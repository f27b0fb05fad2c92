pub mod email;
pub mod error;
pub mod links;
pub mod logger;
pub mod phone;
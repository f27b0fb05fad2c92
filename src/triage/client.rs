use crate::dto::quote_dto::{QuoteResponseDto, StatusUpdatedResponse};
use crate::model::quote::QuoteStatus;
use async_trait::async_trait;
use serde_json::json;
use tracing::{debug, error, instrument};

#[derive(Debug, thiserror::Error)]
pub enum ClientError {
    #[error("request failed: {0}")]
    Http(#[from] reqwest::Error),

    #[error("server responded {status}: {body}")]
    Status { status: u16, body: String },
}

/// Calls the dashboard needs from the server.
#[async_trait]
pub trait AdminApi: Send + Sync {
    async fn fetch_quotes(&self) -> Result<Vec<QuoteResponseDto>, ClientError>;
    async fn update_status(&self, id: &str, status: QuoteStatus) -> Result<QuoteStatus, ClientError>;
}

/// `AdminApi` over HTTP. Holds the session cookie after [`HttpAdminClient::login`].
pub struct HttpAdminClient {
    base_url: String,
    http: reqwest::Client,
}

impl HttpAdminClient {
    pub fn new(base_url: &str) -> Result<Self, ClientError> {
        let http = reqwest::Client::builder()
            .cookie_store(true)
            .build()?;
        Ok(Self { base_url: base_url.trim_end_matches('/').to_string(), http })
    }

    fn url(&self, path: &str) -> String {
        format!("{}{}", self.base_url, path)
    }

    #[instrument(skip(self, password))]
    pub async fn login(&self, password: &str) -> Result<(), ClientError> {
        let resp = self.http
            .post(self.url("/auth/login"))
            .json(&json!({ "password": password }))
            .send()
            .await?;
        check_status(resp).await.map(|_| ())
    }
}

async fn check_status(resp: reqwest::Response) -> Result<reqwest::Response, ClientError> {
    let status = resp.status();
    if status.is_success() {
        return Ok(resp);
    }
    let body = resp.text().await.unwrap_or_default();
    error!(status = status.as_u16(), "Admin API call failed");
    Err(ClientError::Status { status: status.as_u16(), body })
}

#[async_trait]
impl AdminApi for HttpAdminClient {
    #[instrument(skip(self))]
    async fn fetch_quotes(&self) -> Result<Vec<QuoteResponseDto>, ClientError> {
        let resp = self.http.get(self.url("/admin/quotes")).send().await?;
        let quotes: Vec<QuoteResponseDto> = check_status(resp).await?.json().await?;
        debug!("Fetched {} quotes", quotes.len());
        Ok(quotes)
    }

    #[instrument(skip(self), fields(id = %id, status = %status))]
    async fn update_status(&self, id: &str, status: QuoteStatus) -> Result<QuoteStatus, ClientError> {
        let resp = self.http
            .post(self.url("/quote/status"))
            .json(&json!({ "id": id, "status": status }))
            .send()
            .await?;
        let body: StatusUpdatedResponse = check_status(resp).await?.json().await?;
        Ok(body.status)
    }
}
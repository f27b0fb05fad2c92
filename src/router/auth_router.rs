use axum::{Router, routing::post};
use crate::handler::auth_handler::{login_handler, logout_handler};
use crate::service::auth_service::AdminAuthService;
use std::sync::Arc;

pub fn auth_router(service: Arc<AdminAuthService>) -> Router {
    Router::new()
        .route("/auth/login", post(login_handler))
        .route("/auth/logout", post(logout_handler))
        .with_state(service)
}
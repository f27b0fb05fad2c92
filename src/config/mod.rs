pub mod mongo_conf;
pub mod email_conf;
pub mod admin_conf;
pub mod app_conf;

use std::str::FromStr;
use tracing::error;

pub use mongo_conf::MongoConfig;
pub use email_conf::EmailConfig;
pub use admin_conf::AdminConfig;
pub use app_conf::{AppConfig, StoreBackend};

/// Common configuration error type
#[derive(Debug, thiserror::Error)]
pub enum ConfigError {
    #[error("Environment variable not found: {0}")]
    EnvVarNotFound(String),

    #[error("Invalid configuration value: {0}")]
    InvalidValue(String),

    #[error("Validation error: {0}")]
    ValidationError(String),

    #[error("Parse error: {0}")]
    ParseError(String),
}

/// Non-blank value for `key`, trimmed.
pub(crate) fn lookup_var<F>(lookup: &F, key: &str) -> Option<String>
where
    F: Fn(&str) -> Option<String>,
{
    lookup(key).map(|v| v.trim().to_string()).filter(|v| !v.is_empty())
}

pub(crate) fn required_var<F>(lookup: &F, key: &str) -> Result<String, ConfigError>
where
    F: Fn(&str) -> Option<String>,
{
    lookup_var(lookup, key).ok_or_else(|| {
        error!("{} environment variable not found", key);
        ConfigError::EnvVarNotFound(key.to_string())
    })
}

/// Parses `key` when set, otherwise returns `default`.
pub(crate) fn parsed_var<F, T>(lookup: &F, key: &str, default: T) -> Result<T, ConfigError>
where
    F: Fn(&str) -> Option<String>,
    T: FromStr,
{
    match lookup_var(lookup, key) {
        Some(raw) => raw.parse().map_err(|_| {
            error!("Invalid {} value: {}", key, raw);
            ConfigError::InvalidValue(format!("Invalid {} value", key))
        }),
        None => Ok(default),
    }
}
※
#### [Work request]
A copy of each line in the data above that holds the string "AdminApi" is needed.

#### [Answer to the problem]
pub trait AdminApi: Send + Sync {
/// `AdminApi` over HTTP. Holds the session cookie after [`HttpAdminClient::login`].
impl AdminApi for HttpAdminClient {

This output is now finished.